Phantom events

[NDStrahilevitz]

Background

In the last months @mtcherni95 and I have been trying to find and measure performance bottlenecks in tracee. As part of that we had to find a way to reliably benchmark tracee consistently.
We've arrived at a solution where we simulate tracee in a single binary, and run it in a container alongside a workload (which must also be a container).

We have the following settings for tracee (in addition to standard CNDR settings and signatures)

1. Trace only new containers.
2. When running the ls workload (explained soon) track only ls commands.
3. Run tracee on a limited hardware through the docker flags --cpuset-cpus=0 --cpus="0.1", as such limiting it to run on core no. 0 with up to 10% of it's usage.
4. Run the workload on all other cores (also set through docker flags).

And as such the workload we run is simply a slightly more robust version of while true; do ls; done which also counts the number of ls runs.

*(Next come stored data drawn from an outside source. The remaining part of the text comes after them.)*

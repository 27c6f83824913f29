//! Request classification.
//!
//! Maps every intercepted request to exactly one route. Rules are checked
//! in a fixed order and the first match wins, so a `.js` file served from
//! an API host is still a static asset.

use std::sync::LazyLock;

use regex::Regex;
use serde::Serialize;
use swcache_core::{AppConfig, ConfigError, InterceptedRequest};

use crate::fetch::is_extension_scheme;

static STATIC_ASSET: LazyLock<Regex> = LazyLock::new(|| {
    Regex::new(r"(?i)\.(js|css|png|jpg|jpeg|gif|svg|woff|woff2|ttf|eot|ico)$").expect("static asset pattern is valid")
});

/// Which strategy answers a request.
#[derive(Debug, Clone, Copy, PartialEq, Eq, Hash, Serialize, schemars::JsonSchema)]
#[serde(rename_all = "snake_case")]
pub enum RequestClass {
    /// Cache-first from the static bucket.
    StaticAsset,
    /// Network-first with runtime bucket fallback.
    ApiCall,
    /// Network, then the cached app shell.
    Navigation,
    /// Stale-while-revalidate on the runtime bucket.
    Other,
}

/// Why a request is left to the network untouched.
#[derive(Debug, Clone, Copy, PartialEq, Eq, Serialize, schemars::JsonSchema)]
#[serde(rename_all = "snake_case")]
pub enum BypassReason {
    NonGet,
    ExtensionScheme,
    /// No active worker controls the requesting client.
    NoController,
}

/// Classification result.
#[derive(Debug, Clone, Copy, PartialEq, Eq)]
pub enum Route {
    Bypass(BypassReason),
    Handle(RequestClass),
}

/// Request classifier built from configuration.
#[derive(Debug, Clone)]
pub struct Classifier {
    api_patterns: Vec<Regex>,
    api_path_prefix: String,
}

impl Classifier {
    pub fn new(api_patterns: &[String], api_path_prefix: impl Into<String>) -> Result<Self, ConfigError> {
        let api_patterns = api_patterns
            .iter()
            .map(|p| {
                Regex::new(p).map_err(|e| ConfigError::Invalid { field: "api_patterns".into(), reason: format!("{p:?}: {e}") })
            })
            .collect::<Result<Vec<_>, _>>()?;
        Ok(Self { api_patterns, api_path_prefix: api_path_prefix.into() })
    }

    pub fn from_config(config: &AppConfig) -> Result<Self, ConfigError> {
        Self::new(&config.api_patterns, config.api_path_prefix.clone())
    }

    /// Classify a request. Total: every request gets exactly one route.
    pub fn classify(&self, request: &InterceptedRequest) -> Route {
        if !request.is_get() {
            return Route::Bypass(BypassReason::NonGet);
        }
        if is_extension_scheme(request.url.scheme()) {
            return Route::Bypass(BypassReason::ExtensionScheme);
        }
        if STATIC_ASSET.is_match(request.url.path()) {
            return Route::Handle(RequestClass::StaticAsset);
        }
        if self.is_api(request) {
            return Route::Handle(RequestClass::ApiCall);
        }
        let accepts_html = request.accept.as_deref().is_some_and(|a| a.contains("text/html"));
        if request.is_navigation() || accepts_html {
            return Route::Handle(RequestClass::Navigation);
        }
        Route::Handle(RequestClass::Other)
    }

    fn is_api(&self, request: &InterceptedRequest) -> bool {
        let url = request.url.as_str();
        self.api_patterns.iter().any(|p| p.is_match(url))
            || (!self.api_path_prefix.is_empty() && request.url.path().starts_with(&self.api_path_prefix))
    }
}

During our benchmarks, and before even reaching this method, we had a suspicion we were missing events over time that we could not measure, and during our runs using the method I will later present, we've come across a clear observation of this phenomenon of "lost lost events" or as we will call them phantom events.

And now...

Some math

In the case of our scenario, where we run this tracee simulator alongside the ls-workload there is a simple math equation that relates events(X), lost events(Y) and expected events(LS_COUNT * EVENTS_PER_LS = Z):
X + Y >= Z

If there are 0 lost events then theoretically X=Z (we measured exactly the events related to the workload, all others are filtered out), and if we start to measure lost events, the count of lost events does not consider the "relevancy" of the lost events to the --trace settings, and as such we can count irrelevant lost events, and so it can amount to more than the expected amount(Z).

The experiment

As we ran this benchmark multiple time, what happened over and over is a break of the established equation above, meaning, we have observed repeatedly that in fact, Z > X+Y.
In all cases where we observed that, Y > 0, otherwise (if Y=0), we observed: Z=X.

Below are benchmark sets we ran.

Note in this benchmark the first two rows were ran on a different machine, however the metrics remain fairly consistent (according to the last two rows)

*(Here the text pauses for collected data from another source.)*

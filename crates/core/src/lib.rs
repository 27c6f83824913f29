//! Core types and shared functionality for swcache.
//!
//! This crate provides:
//! - Versioned response buckets with in-memory and SQLite backends
//! - Request/response snapshots exchanged with the host
//! - Unified error types
//! - Layered configuration

pub mod cache;
pub mod config;
pub mod error;
pub mod request;

pub use cache::{BucketNames, CacheDb, CacheStorage, CachedEntry, MemoryStorage, RequestKey};
pub use config::{AppConfig, ConfigError};
pub use error::Error;
pub use request::{Destination, InterceptedRequest, Response};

Next two benchmarks were ran on a non dedicated AWS host:

An important thing to note about the next set is that for the first three runs we disabled the tracee-rules component, thus giving the tracee-ebpf component more processing time.

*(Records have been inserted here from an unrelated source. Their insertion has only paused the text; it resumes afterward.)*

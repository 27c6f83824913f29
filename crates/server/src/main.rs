//! swcache server entry point.
//!
//! This is the main binary that boots the MCP server on stdio transport.
//! Logging goes to stderr to avoid interfering with the JSON-RPC protocol on stdout.

use std::sync::Arc;

use anyhow::Result;
use rmcp::service::serve_server;
use rmcp::transport::io::stdio;
use swcache_client::{FetchClient, FetchConfig, Network, Registration};
use swcache_core::{AppConfig, CacheDb, CacheStorage, MemoryStorage};
use tracing_subscriber::EnvFilter;

mod handler;
mod tools;

#[tokio::main]
async fn main() -> Result<()> {
    tracing_subscriber::fmt()
        .with_env_filter(EnvFilter::from_default_env())
        .with_writer(std::io::stderr)
        .json()
        .init();

    let config = AppConfig::load()?;
    tracing::info!(version = %config.version, origin = %config.origin, "Starting swcache server on stdio transport");

    let storage: Arc<dyn CacheStorage> = if config.ephemeral {
        Arc::new(MemoryStorage::new())
    } else {
        Arc::new(CacheDb::open(&config.db_path).await?)
    };
    let network: Arc<dyn Network> = Arc::new(FetchClient::new(FetchConfig::from(&config))?);
    let registration = Arc::new(Registration::new(config, storage, network.clone()));

    if let Err(e) = registration.register(None).await {
        tracing::warn!(error = %e, "initial registration failed; call sw_register once the origin is reachable");
    }

    let handler = handler::SwCacheServer::new(registration, network);
    let transport = stdio();
    let server = serve_server(handler, transport).await?;

    server.waiting().await?;

    Ok(())
}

Introducing: Phantom Events

So, the equation has been broken in almost all of the above benchmarks. Since obviously there is a case of lost events here (X < Z), we'd expect that the amount of lost events would at least complement up to or above Z.
However, the amount of lost events is missing lost events, which is how we knew we observed what we suspected, the existence of phantom events.

How do we explain this

Currently, we don't. We haven't yet found a satisfying explanation for this (we've tried to find some inner caching layer for example), which is why I've opened this discussion.

[rafaeldtinoco]

Thanks a lot @NDStrahilevitz for the description. Helps a lot when we are remote. Let me see what I can find about this.

[rafaeldtinoco]

@NDStrahilevitz I've been trying to reproduce this without success. How are you able to get event loss by filtering a specific comm ? I can stress the machine being traced but, because I have a specific comm=X filter in place, I can't manage to stress it enough to cause event loss (so I always get the expected # of events from the controlled test).

[NDStrahilevitz]

Right, I forgot to mention in my post, we've been purposefully running tracee on a constrained hardware, through docker we have been limiting the cpu usage and core by setting the flags --cpuset-cpus=0 --cpus="0.1". These set the image to run only on core no. 0, with up to 10% of its usage.